> Problem statement: Of the entries below, return exactly those lines that fall between the one containing "pub fn with_default(default: impl" and the one containing "pub fn with_override(mut", the two end lines included.

> Records supplied:
....................
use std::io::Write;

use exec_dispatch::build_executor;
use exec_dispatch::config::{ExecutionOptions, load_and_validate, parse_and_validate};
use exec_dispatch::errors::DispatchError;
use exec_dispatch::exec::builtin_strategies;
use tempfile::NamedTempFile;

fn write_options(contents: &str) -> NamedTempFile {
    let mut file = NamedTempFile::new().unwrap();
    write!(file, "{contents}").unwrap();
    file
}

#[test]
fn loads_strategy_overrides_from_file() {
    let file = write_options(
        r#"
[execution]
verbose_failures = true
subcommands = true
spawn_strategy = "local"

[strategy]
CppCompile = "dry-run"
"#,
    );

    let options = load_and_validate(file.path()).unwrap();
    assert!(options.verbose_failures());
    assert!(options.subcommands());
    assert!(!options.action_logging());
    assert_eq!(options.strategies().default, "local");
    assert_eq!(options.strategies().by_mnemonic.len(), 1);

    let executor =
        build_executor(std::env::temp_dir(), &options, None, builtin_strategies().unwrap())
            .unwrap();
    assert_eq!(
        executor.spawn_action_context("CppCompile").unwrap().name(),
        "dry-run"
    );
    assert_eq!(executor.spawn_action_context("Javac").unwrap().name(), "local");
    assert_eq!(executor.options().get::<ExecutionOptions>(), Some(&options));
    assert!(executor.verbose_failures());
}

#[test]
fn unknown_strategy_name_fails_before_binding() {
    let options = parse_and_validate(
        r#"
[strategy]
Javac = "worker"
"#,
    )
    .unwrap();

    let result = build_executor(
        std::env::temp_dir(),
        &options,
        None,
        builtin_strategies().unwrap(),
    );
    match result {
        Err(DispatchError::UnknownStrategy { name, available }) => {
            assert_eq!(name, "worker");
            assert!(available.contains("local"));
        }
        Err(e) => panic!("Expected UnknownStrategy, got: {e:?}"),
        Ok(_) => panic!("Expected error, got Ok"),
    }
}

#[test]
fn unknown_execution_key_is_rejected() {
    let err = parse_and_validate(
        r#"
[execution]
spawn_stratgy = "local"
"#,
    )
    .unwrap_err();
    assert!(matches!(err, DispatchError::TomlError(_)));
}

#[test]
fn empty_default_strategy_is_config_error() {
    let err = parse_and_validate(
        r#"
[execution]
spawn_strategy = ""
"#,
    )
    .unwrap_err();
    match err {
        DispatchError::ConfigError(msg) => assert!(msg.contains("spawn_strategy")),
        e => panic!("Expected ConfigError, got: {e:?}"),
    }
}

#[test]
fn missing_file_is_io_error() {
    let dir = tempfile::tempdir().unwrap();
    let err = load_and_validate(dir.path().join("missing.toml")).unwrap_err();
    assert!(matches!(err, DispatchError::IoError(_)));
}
....................
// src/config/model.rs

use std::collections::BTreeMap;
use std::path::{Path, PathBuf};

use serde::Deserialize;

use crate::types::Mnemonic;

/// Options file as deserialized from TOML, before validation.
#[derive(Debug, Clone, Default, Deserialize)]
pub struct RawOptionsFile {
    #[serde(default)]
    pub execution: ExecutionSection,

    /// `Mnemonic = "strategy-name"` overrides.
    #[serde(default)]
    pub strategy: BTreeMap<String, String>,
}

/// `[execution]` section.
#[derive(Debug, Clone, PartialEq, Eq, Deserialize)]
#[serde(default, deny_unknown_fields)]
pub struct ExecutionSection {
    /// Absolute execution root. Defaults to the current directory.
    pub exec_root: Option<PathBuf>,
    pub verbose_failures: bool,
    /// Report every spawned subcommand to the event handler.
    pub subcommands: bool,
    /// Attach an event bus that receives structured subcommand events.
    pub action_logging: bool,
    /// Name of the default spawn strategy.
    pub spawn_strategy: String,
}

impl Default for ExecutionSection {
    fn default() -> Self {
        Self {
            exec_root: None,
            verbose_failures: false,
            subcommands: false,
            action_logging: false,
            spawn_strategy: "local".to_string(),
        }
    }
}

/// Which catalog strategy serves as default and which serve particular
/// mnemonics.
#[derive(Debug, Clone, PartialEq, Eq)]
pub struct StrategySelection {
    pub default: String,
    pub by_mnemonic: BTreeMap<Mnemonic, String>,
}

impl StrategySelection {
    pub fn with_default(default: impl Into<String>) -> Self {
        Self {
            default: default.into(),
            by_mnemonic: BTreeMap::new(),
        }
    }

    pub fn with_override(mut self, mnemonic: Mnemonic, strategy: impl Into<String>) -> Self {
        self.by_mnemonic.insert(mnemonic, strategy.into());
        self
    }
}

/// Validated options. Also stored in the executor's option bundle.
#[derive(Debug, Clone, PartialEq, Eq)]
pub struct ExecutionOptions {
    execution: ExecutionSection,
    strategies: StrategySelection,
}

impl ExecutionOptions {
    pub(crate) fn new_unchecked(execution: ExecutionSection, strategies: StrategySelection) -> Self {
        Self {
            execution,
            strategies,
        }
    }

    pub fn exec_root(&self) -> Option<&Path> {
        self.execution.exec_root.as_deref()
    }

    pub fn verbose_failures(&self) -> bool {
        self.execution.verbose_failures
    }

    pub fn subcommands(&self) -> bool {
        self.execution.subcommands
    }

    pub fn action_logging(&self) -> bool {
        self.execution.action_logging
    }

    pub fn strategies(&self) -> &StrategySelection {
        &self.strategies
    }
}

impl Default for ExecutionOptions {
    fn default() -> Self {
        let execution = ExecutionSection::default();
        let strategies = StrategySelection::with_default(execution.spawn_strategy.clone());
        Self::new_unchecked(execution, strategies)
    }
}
....................
> Problem solution:
    pub fn with_default(default: impl Into<String>) -> Self {
        Self {
            default: default.into(),
            by_mnemonic: BTreeMap::new(),
        }
    }

    pub fn with_override(mut self, mnemonic: Mnemonic, strategy: impl Into<String>) -> Self {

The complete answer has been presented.